Commonwealth: home to homophobia, sadly
The Commonwealth Heads of Government Meeting at the end of this week is likely to adopt an Eminent Persons Group report which trumpets the shared commitment of Commonwealth nations to democracy and human rights. It’s not entirely unjustified: the Commonwealth is one of the few multilateral bodies which regularly suspends countries falling short of its democratic requirements (currently, Fiji: in the past, Pakistan, Nigeria, Zimbabwe and others). But there’s one set of rights that the Commonwealth leads the world in abusing – the rights of LGBT communities. And that has to stop.
Nowhere is the Commonwealth’s origin in Queen Victoria’s empire more evident than in its literally Victorian homophobia. The criminalisation of homosexuality is more common in Commonwealth countries than in any other group of nations. And it may be no accident that most people in the world with HIV-AIDS live in the Commonwealth, either: anti-AIDS measures are far more difficult to implement where the love that ‘dare not speak its name’ is actually legally prohibited from doing so.
Currently, the battleground is Nigeria, where the criminalisation of same-sex relationships is the subject of a public hearing in Parliament on 31 October. You can protest against that online, on a petition started by Nigerians living abroad. But there have been recent campaigns about the issue in Jamaica, Malawi and Uganda.

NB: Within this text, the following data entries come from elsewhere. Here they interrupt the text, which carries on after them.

//! Result slots and the handles callers hold on to.

use std::fmt;
use std::sync::{Arc, Condvar, Mutex, MutexGuard};
use std::time::Duration;

use crate::error::TaskError;
use crate::types::{ExecutionContext, Owner, TaskState};

enum Slot<T> {
    Pending,
    Completed(T),
    Failed(TaskError),
    Cancelled,
    /// Completed, and the value has been moved out.
    Taken,
}

/// Write-once result of a task. The first terminal write wins.
pub(crate) struct Completion<T> {
    slot: Mutex<Slot<T>>,
    ready: Condvar,
}

impl<T> Completion<T> {
    pub(crate) fn new() -> Self {
        Self {
            slot: Mutex::new(Slot::Pending),
            ready: Condvar::new(),
        }
    }

    fn lock(&self) -> MutexGuard<'_, Slot<T>> {
        self.slot.lock().unwrap_or_else(|e| e.into_inner())
    }

    fn settle(&self, next: Slot<T>) -> bool {
        let mut slot = self.lock();
        if !matches!(*slot, Slot::Pending) {
            return false;
        }
        *slot = next;
        self.ready.notify_all();
        true
    }

    pub(crate) fn complete(&self, value: T) -> bool {
        self.settle(Slot::Completed(value))
    }

    pub(crate) fn fail(&self, error: TaskError) -> bool {
        self.settle(Slot::Failed(error))
    }

    pub(crate) fn cancel(&self) -> bool {
        self.settle(Slot::Cancelled)
    }

    pub(crate) fn is_done(&self) -> bool {
        !matches!(*self.lock(), Slot::Pending)
    }

    pub(crate) fn is_cancelled(&self) -> bool {
        matches!(*self.lock(), Slot::Cancelled)
    }

    pub(crate) fn is_failed(&self) -> bool {
        matches!(*self.lock(), Slot::Failed(_))
    }

    fn read(slot: &Slot<T>) -> Option<Result<T, TaskError>>
    where
        T: Clone,
    {
        match slot {
            Slot::Pending => None,
            Slot::Completed(v) => Some(Ok(v.clone())),
            Slot::Failed(e) => Some(Err(e.clone())),
            Slot::Cancelled => Some(Err(TaskError::Cancelled)),
            Slot::Taken => Some(Err(TaskError::Taken)),
        }
    }

    fn take_slot(slot: &mut Slot<T>) -> Option<Result<T, TaskError>> {
        match std::mem::replace(slot, Slot::Taken) {
            Slot::Pending => {
                *slot = Slot::Pending;
                None
            }
            Slot::Completed(v) => Some(Ok(v)),
            Slot::Failed(e) => {
                *slot = Slot::Failed(e.clone());
                Some(Err(e))
            }
            Slot::Cancelled => {
                *slot = Slot::Cancelled;
                Some(Err(TaskError::Cancelled))
            }
            Slot::Taken => Some(Err(TaskError::Taken)),
        }
    }

    /// Block until settled and move the value out. Later reads see `Taken`.
    pub(crate) fn take(&self) -> Result<T, TaskError> {
        let mut slot = self
            .ready
            .wait_while(self.lock(), |s| matches!(s, Slot::Pending))
            .unwrap_or_else(|e| e.into_inner());
        Self::take_slot(&mut slot).unwrap_or(Err(TaskError::Cancelled))
    }

    pub(crate) fn take_timeout(&self, timeout: Duration) -> Result<T, TaskError> {
        let (mut slot, _) = self
            .ready
            .wait_timeout_while(self.lock(), timeout, |s| matches!(s, Slot::Pending))
            .unwrap_or_else(|e| e.into_inner());
        Self::take_slot(&mut slot).unwrap_or(Err(TaskError::Timeout))
    }

    pub(crate) fn wait(&self) -> Result<T, TaskError>
    where
        T: Clone,
    {
        let slot = self
            .ready
            .wait_while(self.lock(), |s| matches!(s, Slot::Pending))
            .unwrap_or_else(|e| e.into_inner());
        Self::read(&slot).unwrap_or(Err(TaskError::Cancelled))
    }

    pub(crate) fn wait_timeout(&self, timeout: Duration) -> Result<T, TaskError>
    where
        T: Clone,
    {
        let (slot, _) = self
            .ready
            .wait_timeout_while(self.lock(), timeout, |s| matches!(s, Slot::Pending))
            .unwrap_or_else(|e| e.into_inner());
        Self::read(&slot).unwrap_or(Err(TaskError::Timeout))
    }
}

/// Read side shared by one-shot/periodic tasks and recipes.
pub(crate) trait TaskView<T>: Send + Sync {
    fn id(&self) -> u64;
    fn owner(&self) -> &Owner;
    fn context(&self) -> ExecutionContext;
    fn next_execution_time(&self) -> u64;
    fn state(&self) -> TaskState;
    fn completion(&self) -> &Completion<T>;
}

/// Handle to a scheduled task or recipe.
///
/// Cancelling is cooperative: it prevents future dispatch but never
/// interrupts a body that is already running.
pub struct TaskHandle<T> {
    inner: Arc<dyn TaskView<T>>,
}

impl<T> Clone for TaskHandle<T> {
    fn clone(&self) -> Self {
        Self { inner: Arc::clone(&self.inner) }
    }
}

impl<T> TaskHandle<T> {
    pub(crate) fn new(inner: Arc<dyn TaskView<T>>) -> Self {
        Self { inner }
    }

    pub fn id(&self) -> u64 {
        self.inner.id()
    }

    pub fn owner(&self) -> &Owner {
        self.inner.owner()
    }

    pub fn context(&self) -> ExecutionContext {
        self.inner.context()
    }

    /// Tick at which the task is (or was last) due.
    pub fn next_execution_time(&self) -> u64 {
        self.inner.next_execution_time()
    }

    pub fn state(&self) -> TaskState {
        self.inner.state()
    }

    /// Cancel the task. Returns `false` if it had already reached a terminal state.
    pub fn cancel(&self) -> bool {
        self.inner.completion().cancel()
    }

    /// True once the task is done, failed or cancelled.
    pub fn is_done(&self) -> bool {
        self.inner.completion().is_done()
    }

    pub fn is_cancelled(&self) -> bool {
        self.inner.completion().is_cancelled()
    }

    pub fn is_failed(&self) -> bool {
        self.inner.completion().is_failed()
    }

    /// Block until the task reaches a terminal state.
    pub fn get(&self) -> Result<T, TaskError>
    where
        T: Clone,
    {
        self.inner.completion().wait()
    }

    /// Block up to `timeout`; returns [`TaskError::Timeout`] if still pending.
    pub fn get_timeout(&self, timeout: Duration) -> Result<T, TaskError>
    where
        T: Clone,
    {
        self.inner.completion().wait_timeout(timeout)
    }

    /// Block until the task settles and move its value out, for results that
    /// are not `Clone`. Only the first call on any clone of the handle gets
    /// the value; later `take`/`get` calls return [`TaskError::Taken`].
    pub fn take(&self) -> Result<T, TaskError> {
        self.inner.completion().take()
    }

    /// [`take`](Self::take) with a timeout; returns [`TaskError::Timeout`]
    /// and leaves the result in place if still pending.
    pub fn take_timeout(&self, timeout: Duration) -> Result<T, TaskError> {
        self.inner.completion().take_timeout(timeout)
    }
}

impl<T> fmt::Debug for TaskHandle<T> {
    fn fmt(&self, f: &mut fmt::Formatter<'_>) -> fmt::Result {
        f.debug_struct("TaskHandle")
            .field("id", &self.id())
            .field("owner", self.owner())
            .field("context", &self.context())
            .field("state", &self.state())
            .finish()
    }
}
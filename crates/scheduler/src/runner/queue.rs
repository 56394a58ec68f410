use std::cmp::{Ordering as CmpOrdering, Reverse};
use std::collections::BinaryHeap;
use std::sync::atomic::{AtomicU64, Ordering};
use std::sync::{Arc, Mutex, MutexGuard};

use crate::types::{ExecutionContext, Owner};

/// Anything the pump can hand to an executor: tasks and recipe steps.
pub(crate) trait Dispatch: Send + Sync {
    fn id(&self) -> u64;
    fn owner(&self) -> &Owner;
    fn context(&self) -> ExecutionContext;
    fn next_execution_time(&self) -> u64;
    /// Terminal units are dropped by the pump without dispatch.
    fn is_terminal(&self) -> bool;
    fn cancel(&self);
    fn run(self: Arc<Self>);
}

struct Entry {
    due: u64,
    seq: u64,
    unit: Arc<dyn Dispatch>,
}

impl PartialEq for Entry {
    fn eq(&self, other: &Self) -> bool {
        self.due == other.due && self.seq == other.seq
    }
}

impl Eq for Entry {}

impl PartialOrd for Entry {
    fn partial_cmp(&self, other: &Self) -> Option<CmpOrdering> {
        Some(self.cmp(other))
    }
}

impl Ord for Entry {
    fn cmp(&self, other: &Self) -> CmpOrdering {
        self.due.cmp(&other.due).then(self.seq.cmp(&other.seq))
    }
}

/// Result of asking the queue for its next due unit.
pub(crate) enum Popped {
    Due(Arc<dyn Dispatch>),
    Discarded,
    NotDue,
}

/// Time-ordered ready queue.
///
/// Many threads may push (periodic tasks re-enqueue themselves from worker
/// threads); only the pump thread pops. Entries with equal due ticks pop in
/// insertion order.
#[derive(Default)]
pub(crate) struct ReadyQueue {
    heap: Mutex<BinaryHeap<Reverse<Entry>>>,
    seq: AtomicU64,
}

impl ReadyQueue {
    fn lock(&self) -> MutexGuard<'_, BinaryHeap<Reverse<Entry>>> {
        self.heap.lock().unwrap_or_else(|e| e.into_inner())
    }

    pub(crate) fn push(&self, unit: Arc<dyn Dispatch>) {
        let entry = Entry {
            due: unit.next_execution_time(),
            seq: self.seq.fetch_add(1, Ordering::Relaxed),
            unit,
        };
        self.lock().push(Reverse(entry));
    }

    /// Pop the head if it is terminal or due at `now`.
    pub(crate) fn pop_due(&self, now: u64) -> Popped {
        let mut heap = self.lock();
        let Some(Reverse(head)) = heap.peek() else {
            return Popped::NotDue;
        };
        if head.unit.is_terminal() {
            heap.pop();
            Popped::Discarded
        } else if head.due <= now {
            match heap.pop() {
                Some(Reverse(entry)) => Popped::Due(entry.unit),
                None => Popped::NotDue,
            }
        } else {
            Popped::NotDue
        }
    }

    pub(crate) fn len(&self) -> usize {
        self.lock().len()
    }

    /// Remove terminal entries and cancel every queued async unit.
    ///
    /// Called once the worker pool is closed. Sync entries stay so the host
    /// can still pump them. Removed units are dropped after the lock is
    /// released. Returns the number of entries removed.
    pub(crate) fn purge_for_shutdown(&self) -> usize {
        let removed: Vec<Arc<dyn Dispatch>> = {
            let mut heap = self.lock();
            let (keep, purge): (Vec<_>, Vec<_>) = std::mem::take(&mut *heap)
                .into_iter()
                .partition(|Reverse(entry)| {
                    !entry.unit.is_terminal() && !entry.unit.context().is_async()
                });
            *heap = keep.into_iter().collect();
            purge.into_iter().map(|Reverse(entry)| entry.unit).collect()
        };
        for unit in &removed {
            unit.cancel();
        }
        removed.len()
    }
}
//! Collaborator seams: the host's sync context and the error sink.

use std::collections::VecDeque;
use std::panic::{catch_unwind, AssertUnwindSafe};
use std::sync::Mutex;

use tracing::error;

use crate::error::TaskError;
use crate::types::Owner;

/// A unit of work handed to an executor.
pub type Job = Box<dyn FnOnce() + Send + 'static>;

/// The host's single-threaded call path.
///
/// Jobs posted here must run serialized with each other and with the host's
/// own tick, in posting order.
pub trait SyncExecutor: Send + Sync {
    fn post(&self, job: Job);
}

/// FIFO of sync jobs, drained by the host once per tick.
#[derive(Default)]
pub struct HostQueue {
    jobs: Mutex<VecDeque<Job>>,
}

impl HostQueue {
    pub fn new() -> Self {
        Self::default()
    }

    /// Run every job posted so far, in order. Jobs posted while draining are
    /// left for the next call. A panicking job is logged and the rest of the
    /// batch still runs. Returns the number of jobs run.
    pub fn run_pending(&self) -> usize {
        let batch = std::mem::take(&mut *self.jobs.lock().unwrap_or_else(|e| e.into_inner()));
        let count = batch.len();
        for job in batch {
            if let Err(payload) = catch_unwind(AssertUnwindSafe(job)) {
                let error = TaskError::from_panic(payload);
                error!(error = %error, "A host queue job panicked");
            }
        }
        count
    }

    pub fn len(&self) -> usize {
        self.jobs.lock().unwrap_or_else(|e| e.into_inner()).len()
    }

    pub fn is_empty(&self) -> bool {
        self.len() == 0
    }
}

impl SyncExecutor for HostQueue {
    fn post(&self, job: Job) {
        self.jobs.lock().unwrap_or_else(|e| e.into_inner()).push_back(job);
    }
}

/// Runs sync jobs immediately on the posting thread (the pump thread).
#[derive(Debug, Default, Clone, Copy)]
pub struct InlineExecutor;

impl SyncExecutor for InlineExecutor {
    fn post(&self, job: Job) {
        job();
    }
}

/// Sink for task and recipe failures.
pub trait ErrorReporter: Send + Sync {
    fn report(&self, owner: &Owner, task_id: u64, error: &TaskError);
}

/// Logs failures through `tracing`.
#[derive(Debug, Default, Clone, Copy)]
pub struct TracingReporter;

impl ErrorReporter for TracingReporter {
    fn report(&self, owner: &Owner, task_id: u64, error: &TaskError) {
        let thread = std::thread::current();
        error!(
            owner = %owner,
            task_id,
            thread = thread.name().unwrap_or("<unnamed>"),
            error = %error,
            "An error occurred in a scheduled task"
        );
    }
}
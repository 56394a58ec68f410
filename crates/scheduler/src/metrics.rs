use std::collections::HashMap;

use chrono::{DateTime, Utc};
use serde::Serialize;

use crate::types::{ExecutionContext, Owner, PumpReport};

/// Scheduler operational counters.
#[derive(Debug, Clone, Default, Serialize)]
pub struct SchedulerMetrics {
    /// Units handed to the sync executor.
    pub dispatched_sync: u64,
    /// Units handed to the worker pool.
    pub dispatched_async: u64,
    /// Dispatches by owner name.
    pub dispatched_by_owner: HashMap<String, u64>,
    /// Task and recipe failures by owner name.
    pub failures_by_owner: HashMap<String, u64>,
    /// Cancelled entries dropped by the pump.
    pub discarded: u64,
    /// Periodic re-enqueues.
    pub rescheduled: u64,
    /// Entries in the ready queue after the last pump.
    pub queue_depth: usize,
    /// Async units submitted to the pool and not yet returned.
    pub in_flight_async: usize,
    pub pumps: u64,
    pub last_pump_tick: Option<u64>,
    pub last_pump_at: Option<DateTime<Utc>>,
}

impl SchedulerMetrics {
    pub fn record_dispatch(&mut self, owner: &Owner, context: ExecutionContext) {
        match context {
            ExecutionContext::Sync => self.dispatched_sync += 1,
            ExecutionContext::Async => self.dispatched_async += 1,
        }
        *self
            .dispatched_by_owner
            .entry(owner.name().to_string())
            .or_default() += 1;
    }

    pub fn record_failure(&mut self, owner: &Owner) {
        *self
            .failures_by_owner
            .entry(owner.name().to_string())
            .or_default() += 1;
    }

    pub fn record_reschedule(&mut self) {
        self.rescheduled += 1;
    }

    /// Fold in the outcome of one pump pass.
    pub fn record_pump(&mut self, report: &PumpReport, queue_depth: usize, in_flight: usize) {
        self.pumps += 1;
        self.discarded += report.discarded as u64;
        self.queue_depth = queue_depth;
        self.in_flight_async = in_flight;
        self.last_pump_tick = Some(report.tick);
        self.last_pump_at = Some(Utc::now());
    }

    pub fn total_failures(&self) -> u64 {
        self.failures_by_owner.values().sum()
    }
}

#[cfg(test)]
mod tests {
    use super::*;

    #[test]
    fn record_dispatch_by_context_and_owner() {
        let mut m = SchedulerMetrics::default();
        let owner = Owner::new("plugin");
        m.record_dispatch(&owner, ExecutionContext::Sync);
        m.record_dispatch(&owner, ExecutionContext::Async);
        m.record_dispatch(&owner, ExecutionContext::Async);

        assert_eq!(m.dispatched_sync, 1);
        assert_eq!(m.dispatched_async, 2);
        assert_eq!(m.dispatched_by_owner["plugin"], 3);
    }

    #[test]
    fn record_failures() {
        let mut m = SchedulerMetrics::default();
        m.record_failure(&Owner::new("a"));
        m.record_failure(&Owner::new("a"));
        m.record_failure(&Owner::new("b"));

        assert_eq!(m.failures_by_owner["a"], 2);
        assert_eq!(m.total_failures(), 3);
    }

    #[test]
    fn record_pump_updates_gauges() {
        let mut m = SchedulerMetrics::default();
        let report = PumpReport {
            tick: 12,
            dispatched_sync: 1,
            dispatched_async: 0,
            discarded: 2,
        };
        m.record_pump(&report, 5, 1);

        assert_eq!(m.pumps, 1);
        assert_eq!(m.discarded, 2);
        assert_eq!(m.queue_depth, 5);
        assert_eq!(m.in_flight_async, 1);
        assert_eq!(m.last_pump_tick, Some(12));
        assert!(m.last_pump_at.is_some());
    }

    #[test]
    fn default_metrics() {
        let m = SchedulerMetrics::default();
        assert_eq!(m.dispatched_sync, 0);
        assert_eq!(m.pumps, 0);
        assert!(m.last_pump_tick.is_none());
        assert!(m.dispatched_by_owner.is_empty());
    }
}
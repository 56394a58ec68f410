//! Tick-based time for relative scheduling.
//!
//! Delays and periods are measured in host ticks, not wall-clock time. A
//! [`TimeSource`] reports the current tick; only differences between two
//! readings are meaningful.

use std::sync::atomic::{AtomicU64, Ordering};
use std::time::Instant;

/// Supplies a monotonically non-decreasing tick counter.
pub trait TimeSource: Send + Sync {
    fn current_ticks(&self) -> u64;
}

/// A tick counter advanced explicitly by the host loop (or a test).
#[derive(Debug, Default)]
pub struct ManualTimeSource {
    ticks: AtomicU64,
}

impl ManualTimeSource {
    pub fn new(start: u64) -> Self {
        Self { ticks: AtomicU64::new(start) }
    }

    /// Advance by `ticks` and return the new tick.
    pub fn advance(&self, ticks: u64) -> u64 {
        let prev = self
            .ticks
            .fetch_update(Ordering::AcqRel, Ordering::Acquire, |t| Some(t.saturating_add(ticks)))
            .unwrap_or_else(|t| t);
        prev.saturating_add(ticks)
    }

    /// Jump to `tick`. Earlier values are ignored, the counter never goes back.
    pub fn set(&self, tick: u64) {
        self.ticks.fetch_max(tick, Ordering::AcqRel);
    }
}

impl TimeSource for ManualTimeSource {
    fn current_ticks(&self) -> u64 {
        self.ticks.load(Ordering::Acquire)
    }
}

/// Ticks derived from a monotonic clock at a fixed tick rate.
#[derive(Debug, Clone)]
pub struct ClockTimeSource {
    origin: Instant,
    ticks_per_second: u32,
}

impl ClockTimeSource {
    pub fn new(ticks_per_second: u32) -> Self {
        Self {
            origin: Instant::now(),
            ticks_per_second: ticks_per_second.max(1),
        }
    }
}

impl TimeSource for ClockTimeSource {
    fn current_ticks(&self) -> u64 {
        let nanos = self.origin.elapsed().as_nanos();
        let ticks = nanos * u128::from(self.ticks_per_second) / 1_000_000_000;
        u64::try_from(ticks).unwrap_or(u64::MAX)
    }
}

/// Units accepted by the `*_in` builder methods.
#[derive(Debug, Clone, Copy, PartialEq, Eq)]
pub enum TickUnit {
    Millis,
    Ticks,
    Seconds,
    Minutes,
    Hours,
    Days,
}

impl TickUnit {
    fn millis(self) -> u128 {
        match self {
            TickUnit::Millis => 1,
            TickUnit::Ticks => 0,
            TickUnit::Seconds => 1_000,
            TickUnit::Minutes => 60_000,
            TickUnit::Hours => 3_600_000,
            TickUnit::Days => 86_400_000,
        }
    }

    /// Convert `amount` of this unit to ticks at the given tick rate.
    ///
    /// Rounds toward zero (999ms at 1 tick/s is 0 ticks) and saturates at
    /// `u64::MAX`.
    pub fn to_ticks(self, amount: u64, ticks_per_second: u32) -> u64 {
        if self == TickUnit::Ticks {
            return amount;
        }
        let ticks = u128::from(amount) * self.millis() * u128::from(ticks_per_second) / 1_000;
        u64::try_from(ticks).unwrap_or(u64::MAX)
    }
}
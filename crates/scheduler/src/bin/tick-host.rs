//! tick-host: a minimal host loop driving the scheduler.
//!
//! Advances a manual tick clock at the configured rate, pumps the scheduler
//! once per tick and drains the sync backlog on the same thread. Runs a
//! heartbeat task and a small recipe, then shuts down and prints metrics.

use std::sync::Arc;
use std::thread;

use clap::Parser;
use tracing::{info, warn};

use tickloom_core::{config::load_dotenv, Config};
use tickloom_scheduler::{
    HostQueue, ManualTimeSource, Owner, Scheduler, ShutdownStatus, TaskError,
};

/// Drive the tickloom scheduler from a fixed-rate host loop.
#[derive(Parser, Debug)]
#[command(name = "tick-host", version, about)]
struct Cli {
    /// Path to a TOML config file. Environment variables are used when absent.
    #[arg(long, env = "TICKLOOM_CONFIG")]
    config: Option<String>,

    /// Number of host ticks to run before shutting down.
    #[arg(long, env = "TICKLOOM_HOST_TICKS", default_value_t = 180)]
    ticks: u64,

    /// Heartbeat period in ticks.
    #[arg(long, default_value_t = 60)]
    heartbeat: u64,
}

fn main() -> anyhow::Result<()> {
    load_dotenv();
    tracing_subscriber::fmt()
        .with_env_filter(
            tracing_subscriber::EnvFilter::try_from_default_env()
                .unwrap_or_else(|_| tracing_subscriber::EnvFilter::new("info")),
        )
        .init();

    let cli = Cli::parse();

    let config = match &cli.config {
        Some(path) => match Config::from_file(path) {
            Ok(cfg) => {
                info!(path = %path, "loaded tickloom config");
                cfg
            }
            Err(e) => {
                warn!(error = %e, path = %path, "failed to load config, using environment");
                Config::from_env()?
            }
        },
        None => Config::from_env()?,
    };
    config.log_summary();

    let time = Arc::new(ManualTimeSource::new(0));
    let host = Arc::new(HostQueue::new());
    let scheduler = Scheduler::new(config.scheduler.clone(), time.clone(), host.clone())?;
    let owner = Owner::new("tick-host");

    let heartbeat = {
        let clock = scheduler.clone();
        scheduler
            .schedule(&owner)
            .repeat(cli.heartbeat.max(1))
            .execute(move || info!(tick = clock.current_ticks(), "heartbeat"))
    };

    let recipe = scheduler
        .recipe(&owner, (1..=100_u64).collect::<Vec<_>>())
        .then_apply_async(|values| values.iter().sum::<u64>())
        .then_accept(|sum| info!(sum, "recipe finished on the host thread"))
        .execute();

    let tick = config.scheduler.tick_duration();
    for _ in 0..cli.ticks {
        time.advance(1);
        scheduler.pump();
        host.run_pending();
        thread::sleep(tick);
    }

    match recipe.get_timeout(tick) {
        Ok(sum) => info!(sum, "recipe result"),
        Err(TaskError::Timeout) => warn!("recipe still running at shutdown"),
        Err(e) => warn!(error = %e, "recipe did not complete"),
    }
    heartbeat.cancel();

    match scheduler.shutdown(config.scheduler.shutdown_timeout()) {
        ShutdownStatus::Drained => info!("all workers drained"),
        ShutdownStatus::TimedOut { stalled } => {
            warn!(stalled = stalled.len(), "shutdown timed out")
        }
    }
    host.run_pending();

    println!("{}", serde_json::to_string_pretty(&scheduler.metrics())?);
    Ok(())
}
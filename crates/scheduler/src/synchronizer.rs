use crate::completion::TaskHandle;
use crate::runner::Scheduler;
use crate::types::{ExecutionContext, Owner};

/// Runs a function on a value in a chosen context for one owner.
///
/// Lets a caller off the host thread hand a value over to the host's sync
/// context (or push work off it) and wait for the outcome.
#[derive(Clone)]
pub struct TaskSynchronizer {
    scheduler: Scheduler,
    owner: Owner,
}

impl TaskSynchronizer {
    pub(crate) fn new(scheduler: Scheduler, owner: Owner) -> Self {
        Self { scheduler, owner }
    }

    pub fn owner(&self) -> &Owner {
        &self.owner
    }

    fn call<I, O, F>(&self, context: ExecutionContext, input: I, f: F) -> TaskHandle<O>
    where
        I: Send + 'static,
        O: Send + 'static,
        F: FnOnce(I) -> O + Send + 'static,
    {
        self.scheduler
            .schedule(&self.owner)
            .context(context)
            .supply(move || f(input))
    }

    /// Apply `f` to `input` on the host's sync context.
    pub fn run_sync<I, O, F>(&self, input: I, f: F) -> TaskHandle<O>
    where
        I: Send + 'static,
        O: Send + 'static,
        F: FnOnce(I) -> O + Send + 'static,
    {
        self.call(ExecutionContext::Sync, input, f)
    }

    /// Apply `f` to `input` on the worker pool.
    pub fn run_async<I, O, F>(&self, input: I, f: F) -> TaskHandle<O>
    where
        I: Send + 'static,
        O: Send + 'static,
        F: FnOnce(I) -> O + Send + 'static,
    {
        self.call(ExecutionContext::Async, input, f)
    }

    pub fn accept_sync<I, F>(&self, input: I, f: F) -> TaskHandle<()>
    where
        I: Send + 'static,
        F: FnOnce(I) + Send + 'static,
    {
        self.call(ExecutionContext::Sync, input, f)
    }

    pub fn accept_async<I, F>(&self, input: I, f: F) -> TaskHandle<()>
    where
        I: Send + 'static,
        F: FnOnce(I) + Send + 'static,
    {
        self.call(ExecutionContext::Async, input, f)
    }
}
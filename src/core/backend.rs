// src/core/backend.rs
//! Transcript replay backend.
//!
//! Replays a recorded generation (tokens plus the terminal usage record) as a
//! token stream, so recorded model output can be pushed through the tool-call
//! pipeline without running a model.

use super::{Backend, RawUsage, StreamItem, Token, TokenStream};
use crate::server::ChatCompletionRequest;
use anyhow::Context;
use futures::StreamExt;
use serde::{Deserialize, Serialize};
use std::path::Path;

#[derive(Serialize, Deserialize, Clone, Debug)]
#[serde(untagged)]
pub enum TranscriptToken {
    PureText(String),
    Full(Token),
}

impl From<TranscriptToken> for Token {
    fn from(value: TranscriptToken) -> Self {
        match value {
            TranscriptToken::PureText(text) => Token::text(text),
            TranscriptToken::Full(token) => token,
        }
    }
}

/// A recorded generation.
#[derive(Serialize, Deserialize, Clone, Debug)]
pub struct Transcript {
    pub tokens: Vec<TranscriptToken>,
    #[serde(default)]
    pub usage: Option<RawUsage>,
}

pub struct ReplayBackend {
    tokens: Vec<Token>,
    usage: RawUsage,
}

impl ReplayBackend {
    pub fn new(tokens: Vec<Token>, usage: RawUsage) -> Self {
        Self { tokens, usage }
    }

    pub fn from_transcript(transcript: Transcript) -> Self {
        let tokens: Vec<Token> = transcript.tokens.into_iter().map(Token::from).collect();
        // Recordings without accounting still need a terminal record.
        let usage = transcript.usage.unwrap_or_else(|| RawUsage {
            decode_count: tokens.len(),
            ..Default::default()
        });
        Self::new(tokens, usage)
    }

    pub fn from_file(path: impl AsRef<Path>) -> anyhow::Result<Self> {
        let path = path.as_ref();
        let raw = std::fs::read_to_string(path)
            .with_context(|| format!("failed to read transcript {}", path.display()))?;
        let transcript: Transcript = serde_json::from_str(&raw)
            .with_context(|| format!("invalid transcript {}", path.display()))?;
        crate::log_info!(
            "Loaded transcript {} ({} tokens)",
            path.display(),
            transcript.tokens.len()
        );
        Ok(Self::from_transcript(transcript))
    }

    pub fn tokens(&self) -> &[Token] {
        &self.tokens
    }
}

impl Backend for ReplayBackend {
    fn inference(&self, _request: &ChatCompletionRequest, request_id: &str) -> TokenStream {
        crate::log_info!(
            "[{}] Replaying {} tokens",
            request_id,
            self.tokens.len()
        );
        let items: Vec<Result<StreamItem, String>> = self
            .tokens
            .iter()
            .cloned()
            .map(|t| Ok(StreamItem::Token(t)))
            .chain(std::iter::once(Ok(StreamItem::Usage(self.usage.clone()))))
            .collect();
        futures::stream::iter(items).boxed()
    }
}

#[cfg(test)]
mod tests {
    use super::*;
    use crate::core::FinishReason;

    #[test]
    fn transcript_accepts_plain_and_full_tokens() {
        let transcript: Transcript = serde_json::from_str(
            r#"{"tokens": ["Hello", {"text": " world", "finish_reason": "stop"}]}"#,
        )
        .unwrap();
        let backend = ReplayBackend::from_transcript(transcript);
        assert_eq!(backend.tokens()[0], Token::text("Hello"));
        assert_eq!(
            backend.tokens()[1],
            Token::finished(" world", FinishReason::Stop)
        );
    }

    #[tokio::test]
    async fn replay_ends_with_usage() {
        let backend = ReplayBackend::new(
            vec![Token::text("a"), Token::text("b")],
            RawUsage {
                prefill_count: 3,
                decode_count: 2,
                ..Default::default()
            },
        );
        let request: ChatCompletionRequest =
            serde_json::from_str(r#"{"messages": [], "model": "m"}"#).unwrap();
        let items: Vec<_> = backend.inference(&request, "req").collect().await;
        assert_eq!(items.len(), 3);
        match items.last() {
            Some(Ok(StreamItem::Usage(usage))) => assert_eq!(usage.prefill_count, 3),
            other => panic!("expected usage last, got {:?}", other),
        }
    }
}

At the last Commonwealth Heads of Government Meeting, Baroness Kinnock, as a British Minister, laid into the Prime Minister of Uganda about legislation there that could have extended the death penalty to gay acts. This year, there are unconfirmed rumours that the Australian hosts will push for a formal reference to equal rights in the CHOGM communique (which is a bit ironic as there’s a major stoush brewing in the governing Labour Party about the Government’s opposition to gay marriage). The same report says that the Eminent Persons Group will be calling for the same.
The Commonwealth Trade Union Group will be backing those calling for action on this, and the TUC is discussing with LGBT campaigners how we can do more in the Commonwealth to make its human rights agenda a bit more pink.